### [Brief]
The expected output is the complete listing, copied word for word.

### [Data]
****
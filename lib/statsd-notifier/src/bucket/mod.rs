/*
 * SPDX-License-Identifier: Apache-2.0
 * Copyright 2023-2025 ByteDance and/or its affiliates.
 */

use std::fmt;
use std::str::FromStr;

use thiserror::Error;

pub mod sanitize;
pub use sanitize::{
    BRANCH_PREFIX, branch_path, collapse_empty_buckets, sanitize_all, statsd_sanitize,
    strip_dots,
};

#[derive(Debug, Error, PartialEq, Eq)]
pub enum ParseError {
    #[error("invalid graphic char: {0}")]
    InvalidGraphic(char),
    #[error("not allowed char: {0:?}")]
    NotAllowed(char),
}

#[inline]
fn char_allowed_in_bucket(c: char) -> bool {
    matches!(c, 'a'..='z' | 'A'..='Z' | '0'..='9' | '-' | '_' | '.')
}

fn chars_allowed_in_bucket(s: &str) -> Result<(), ParseError> {
    for c in s.chars() {
        if char_allowed_in_bucket(c) {
            continue;
        }
        return if c.is_ascii_graphic() {
            Err(ParseError::InvalidGraphic(c))
        } else {
            Err(ParseError::NotAllowed(c))
        };
    }
    Ok(())
}

/// A dot delimited statsd bucket name.
///
/// Only ASCII letters, digits, `_`, `-` and `.` may appear in it, which is the
/// key charset a statsd collector keeps after its own sanitization.
#[derive(Clone, Debug, Default, PartialEq, PartialOrd, Eq, Ord, Hash)]
pub struct BucketPath(String);

impl BucketPath {
    /// Caller must make sure that every char passes `char_allowed_in_bucket`.
    pub(crate) fn from_sanitized(s: String) -> Self {
        debug_assert!(chars_allowed_in_bucket(&s).is_ok());
        BucketPath(s)
    }

    #[inline]
    pub fn is_empty(&self) -> bool {
        self.0.is_empty()
    }

    #[inline]
    pub fn as_str(&self) -> &str {
        self.0.as_str()
    }

    #[inline]
    pub fn into_string(self) -> String {
        self.0
    }
}

impl FromStr for BucketPath {
    type Err = ParseError;

    fn from_str(s: &str) -> Result<Self, Self::Err> {
        chars_allowed_in_bucket(s)?;
        Ok(BucketPath(s.to_string()))
    }
}

impl AsRef<str> for BucketPath {
    fn as_ref(&self) -> &str {
        self.as_str()
    }
}

impl fmt::Display for BucketPath {
    fn fmt(&self, f: &mut fmt::Formatter<'_>) -> fmt::Result {
        f.write_str(self.as_str())
    }
}

#[cfg(test)]
mod tests {
    use super::*;

    #[test]
    fn parse_ok() {
        let path = BucketPath::from_str("pipeline.team-a.app_1").unwrap();
        assert_eq!(path.as_str(), "pipeline.team-a.app_1");
        assert_eq!(path.to_string(), "pipeline.team-a.app_1");

        let path = BucketPath::from_str("").unwrap();
        assert!(path.is_empty());
        assert_eq!(path, BucketPath::default());
    }

    #[test]
    fn parse_err() {
        assert_eq!(
            BucketPath::from_str("team/app"),
            Err(ParseError::InvalidGraphic('/'))
        );
        assert_eq!(
            BucketPath::from_str("a:b"),
            Err(ParseError::InvalidGraphic(':'))
        );
        assert_eq!(
            BucketPath::from_str("sub job"),
            Err(ParseError::NotAllowed(' '))
        );
        assert_eq!(
            BucketPath::from_str("caf\u{e9}"),
            Err(ParseError::NotAllowed('\u{e9}'))
        );
    }

    #[test]
    fn into_string() {
        let path = BucketPath::from_str("a.b").unwrap();
        assert_eq!(path.into_string(), "a.b".to_string());
    }
}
****
### [Your response]
filename lib/statsd-notifier/src/bucket/mod.rs
/*
 * SPDX-License-Identifier: Apache-2.0
 * Copyright 2023-2025 ByteDance and/or its affiliates.
 */

use std::fmt;
use std::str::FromStr;

use thiserror::Error;

pub mod sanitize;
pub use sanitize::{
    BRANCH_PREFIX, branch_path, collapse_empty_buckets, sanitize_all, statsd_sanitize,
    strip_dots,
};

#[derive(Debug, Error, PartialEq, Eq)]
pub enum ParseError {
    #[error("invalid graphic char: {0}")]
    InvalidGraphic(char),
    #[error("not allowed char: {0:?}")]
    NotAllowed(char),
}

#[inline]
fn char_allowed_in_bucket(c: char) -> bool {
    matches!(c, 'a'..='z' | 'A'..='Z' | '0'..='9' | '-' | '_' | '.')
}

fn chars_allowed_in_bucket(s: &str) -> Result<(), ParseError> {
    for c in s.chars() {
        if char_allowed_in_bucket(c) {
            continue;
        }
        return if c.is_ascii_graphic() {
            Err(ParseError::InvalidGraphic(c))
        } else {
            Err(ParseError::NotAllowed(c))
        };
    }
    Ok(())
}

/// A dot delimited statsd bucket name.
///
/// Only ASCII letters, digits, `_`, `-` and `.` may appear in it, which is the
/// key charset a statsd collector keeps after its own sanitization.
#[derive(Clone, Debug, Default, PartialEq, PartialOrd, Eq, Ord, Hash)]
pub struct BucketPath(String);

impl BucketPath {
    /// Caller must make sure that every char passes `char_allowed_in_bucket`.
    pub(crate) fn from_sanitized(s: String) -> Self {
        debug_assert!(chars_allowed_in_bucket(&s).is_ok());
        BucketPath(s)
    }

    #[inline]
    pub fn is_empty(&self) -> bool {
        self.0.is_empty()
    }

    #[inline]
    pub fn as_str(&self) -> &str {
        self.0.as_str()
    }

    #[inline]
    pub fn into_string(self) -> String {
        self.0
    }
}

impl FromStr for BucketPath {
    type Err = ParseError;

    fn from_str(s: &str) -> Result<Self, Self::Err> {
        chars_allowed_in_bucket(s)?;
        Ok(BucketPath(s.to_string()))
    }
}

impl AsRef<str> for BucketPath {
    fn as_ref(&self) -> &str {
        self.as_str()
    }
}

impl fmt::Display for BucketPath {
    fn fmt(&self, f: &mut fmt::Formatter<'_>) -> fmt::Result {
        f.write_str(self.as_str())
    }
}

#[cfg(test)]
mod tests {
    use super::*;

    #[test]
    fn parse_ok() {
        let path = BucketPath::from_str("pipeline.team-a.app_1").unwrap();
        assert_eq!(path.as_str(), "pipeline.team-a.app_1");
        assert_eq!(path.to_string(), "pipeline.team-a.app_1");

        let path = BucketPath::from_str("").unwrap();
        assert!(path.is_empty());
        assert_eq!(path, BucketPath::default());
    }

    #[test]
    fn parse_err() {
        assert_eq!(
            BucketPath::from_str("team/app"),
            Err(ParseError::InvalidGraphic('/'))
        );
        assert_eq!(
            BucketPath::from_str("a:b"),
            Err(ParseError::InvalidGraphic(':'))
        );
        assert_eq!(
            BucketPath::from_str("sub job"),
            Err(ParseError::NotAllowed(' '))
        );
        assert_eq!(
            BucketPath::from_str("caf\u{e9}"),
            Err(ParseError::NotAllowed('\u{e9}'))
        );
    }

    #[test]
    fn into_string() {
        let path = BucketPath::from_str("a.b").unwrap();
        assert_eq!(path.into_string(), "a.b".to_string());
    }
}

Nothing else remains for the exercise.